8 francs la peau : ce que le marché de la fourrure des Grisons révèle sur la chasse au renard
Le 26e marché aux fourrures des Grisons s'est tenu à Thusis le 14 mars 2026. Entre 700 et 800 peaux de renard y ont été vendues pour environ 8 francs suisses chacune. Cet événement, célébré comme une tradition, démontre en réalité l'inutilité de la chasse au renard.

Le journal de Davos décrivait le marché de la fourrure sur un ton enthousiaste le 23 mars 2026 : un « lieu de rencontre animé », des vestes en loden et des barbes en chamois, des joueurs de cor de chasse, des hamburgers de venaison et des brochettes de chevreuil.
Huit à dix chasseurs amateurs de Davos avaient soigneusement disposé leurs peaux de renard sur une charrette qu'ils tiraient à travers la rue du marché. Le trajet jusqu'au marchand prenait du temps, rapportait le journal, le temps de bavarder, le temps de boire un schnaps. Le grand nombre de peaux livrées témoignait d'un profond respect pour les animaux et la nature.

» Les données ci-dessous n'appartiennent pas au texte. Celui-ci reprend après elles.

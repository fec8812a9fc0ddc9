//! Rail GHG calculator
//!
//! Each rail mode is priced from its Btu of motion. The electric motion share
//! is set by the scenario; electric and diesel inputs are recovered by
//! dividing by their energy-to-motion efficiencies.

use crate::engine::Engine;
use crate::SectorEmissions;
use ghgcalc_core::categories::Settlement;
use ghgcalc_core::units::{growth, pct, BTU_PER_BBTU, MMT_PER_MT};
use ghgcalc_core::ScenarioInputs;
use serde::Serialize;

/// Rail results per mode.
#[derive(Debug, Clone, Copy, PartialEq, Serialize)]
pub struct RailEmissions {
    pub transit: SectorEmissions,
    pub freight: SectorEmissions,
    pub inter_city: SectorEmissions,
}

impl RailEmissions {
    /// unit: MMT CO₂e
    pub fn ghg_mmt(&self) -> f64 {
        self.transit.ghg_mmt + self.freight.ghg_mmt + self.inter_city.ghg_mmt
    }

    /// unit: Btu
    pub fn electricity_btu(&self) -> f64 {
        self.transit.electricity_btu + self.freight.electricity_btu + self.inter_city.electricity_btu
    }
}

impl Engine {
    /// Price `motion_btu` of traction split at `electric_percent`.
    fn rail_blend(
        &self,
        inputs: &ScenarioInputs,
        motion_btu: f64,
        electric_percent: f64,
        diesel_mt_co2e_per_bbtu: f64,
    ) -> SectorEmissions {
        let rail = &self.inventory().rail;
        let electricity_btu = motion_btu * pct(electric_percent) / rail.electric_motion_efficiency;
        let diesel_btu = motion_btu * (1.0 - pct(electric_percent)) / rail.diesel_motion_efficiency;
        SectorEmissions {
            ghg_mmt: self.electricity_ghg(inputs, electricity_btu)
                + diesel_btu / BTU_PER_BBTU * diesel_mt_co2e_per_bbtu * MMT_PER_MT,
            electricity_btu,
        }
    }

    pub fn compute_rail_modes(&self, inputs: &ScenarioInputs) -> RailEmissions {
        let baseline = &self.baselines().rail;
        let population = self.inventory().population.total * growth(inputs.change_pop);
        let shares = inputs.settlement_percent();

        let transit_motion: f64 = Settlement::ALL
            .iter()
            .map(|s| population * pct(*shares.get(*s)) * baseline.transit_motion_btu_per_capita.get(*s))
            .sum::<f64>()
            * growth(inputs.change_rail_transit);
        let freight_motion = baseline.freight.motion_btu * growth(inputs.change_freight_rail);
        let inter_city_motion = baseline.inter_city.motion_btu * growth(inputs.change_inter_city_rail);

        RailEmissions {
            transit: self.rail_blend(
                inputs,
                transit_motion,
                inputs.rt_energy_elec_motion,
                self.inventory().rail.transit_diesel_mt_co2e_per_bbtu,
            ),
            freight: self.rail_blend(
                inputs,
                freight_motion,
                inputs.f_energy_elec_motion,
                baseline.freight.diesel_mt_co2e_per_bbtu,
            ),
            inter_city: self.rail_blend(
                inputs,
                inter_city_motion,
                inputs.icr_energy_elec_motion,
                baseline.inter_city.diesel_mt_co2e_per_bbtu,
            ),
        }
    }

    pub fn compute_rail(&self, inputs: &ScenarioInputs) -> SectorEmissions {
        let modes = self.compute_rail_modes(inputs);
        SectorEmissions {
            ghg_mmt: modes.ghg_mmt(),
            electricity_btu: modes.electricity_btu(),
        }
    }
}

#[cfg(test)]
mod tests {
    use super::*;
    use approx::assert_relative_eq;
    use ghgcalc_core::grid::{GridMix, GridSource};
    use ghgcalc_core::units::BTU_PER_KWH;

    #[test]
    fn test_identity_recovers_freight_inputs() {
        let engine = Engine::with_default_inventory().unwrap();
        let inputs = engine.baseline_scenario();
        let modes = engine.compute_rail_modes(&inputs);
        let freight = &engine.inventory().rail.freight;
        assert_relative_eq!(
            modes.freight.electricity_btu,
            freight.electricity_bbtu * BTU_PER_BBTU,
            max_relative = 1e-9
        );
    }

    #[test]
    fn test_identity_recovers_transit_electricity() {
        let engine = Engine::with_default_inventory().unwrap();
        let inputs = engine.baseline_scenario();
        let modes = engine.compute_rail_modes(&inputs);
        let inventory = engine.inventory();
        let expected: f64 = Settlement::ALL
            .iter()
            .map(|s| {
                inventory.population.in_settlement(*s)
                    * inventory.rail.transit_per_capita.get(*s).electricity_kwh
                    * BTU_PER_KWH
            })
            .sum();
        assert_relative_eq!(modes.transit.electricity_btu, expected, max_relative = 1e-9);
    }

    #[test]
    fn test_electrified_rail_on_clean_grid_is_zero() {
        let engine = Engine::with_default_inventory().unwrap();
        let mut inputs = engine.baseline_scenario();
        inputs.set_grid_mix(&GridMix::only(GridSource::Nuclear));
        inputs.rt_energy_elec_motion = 100.0;
        inputs.f_energy_elec_motion = 100.0;
        inputs.icr_energy_elec_motion = 100.0;
        assert_eq!(engine.compute_rail(&inputs).ghg_mmt, 0.0);
    }
}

Ce que le journal a omis de mentionner : le marchand a payé environ 8 francs pour une peau de renard. Pour une martre, environ 15 700 à 800 peaux de renard rapportent au maximum 6 400 francs, partagés entre des dizaines de chasseurs amateurs de toute la Suisse. Le gain financier n’est pas symbolique, comme le journal l’a hypocritement formulé ; il est inexistant. Personne ne chasse pour 8 francs la peau. Les peaux sont des trophées, le marché est une mise en scène et la « tradition » n’est que le récit.
Qu'est-ce que la chasse au renard réellement ?
Environ 20 000 renards sont tués chaque année en Suisse. Rien que durant la saison de chasse 2022/23, près de 19 000 renards ont été abattus pour le sport. Les cantons de Berne, d’Argovie, des Grisons, de Saint-Gall, du Valais, de Lucerne et de Zurich se distinguent par un nombre disproportionné de renards tués. Dans le canton de Berne, environ un cinquième de tous les renards roux tués en Suisse le sont.
Les justifications avancées par les chasseurs de loisir sont toujours les mêmes : réglementation, prévention des maladies, protection des oiseaux nichant au sol. Aucune de ces affirmations ne résiste à l’analyse scientifique. Au moins 18 études de biologie de la faune sauvage, menées sur plus de 30 ans de recherche, prouvent que la chasse au renard ne régule pas les populations et est également inefficace pour lutter contre les maladies. Au contraire : les populations de renards moins chassées ont moins de petits. Si les trois quarts d’une population sont abattus, le même nombre sera présent l’année suivante. La chasse détruit le système social complexe des renards, dans lequel seule la femelle dominante a normalement une descendance. Le biologiste Erik Zimen a qualifié ce mécanisme de « contrôle des naissances plutôt que de souffrance collective ».
Une étude menée par l'IG Wild beim Wild (Groupe d'intérêt pour la faune sauvage) auprès des offices cantonaux de chasse et de pêche a révélé que seul le canton de Lucerne tient des statistiques sur les maladies du renard. Sur les 2 217 renards abattus durant la saison de chasse 2018/19, seuls 39 étaient malades, dont 32 atteints de gale. Tous les autres ont été éliminés aux frais du contribuable. L'idée du « renard malade qu'il faut abattre » est un mythe.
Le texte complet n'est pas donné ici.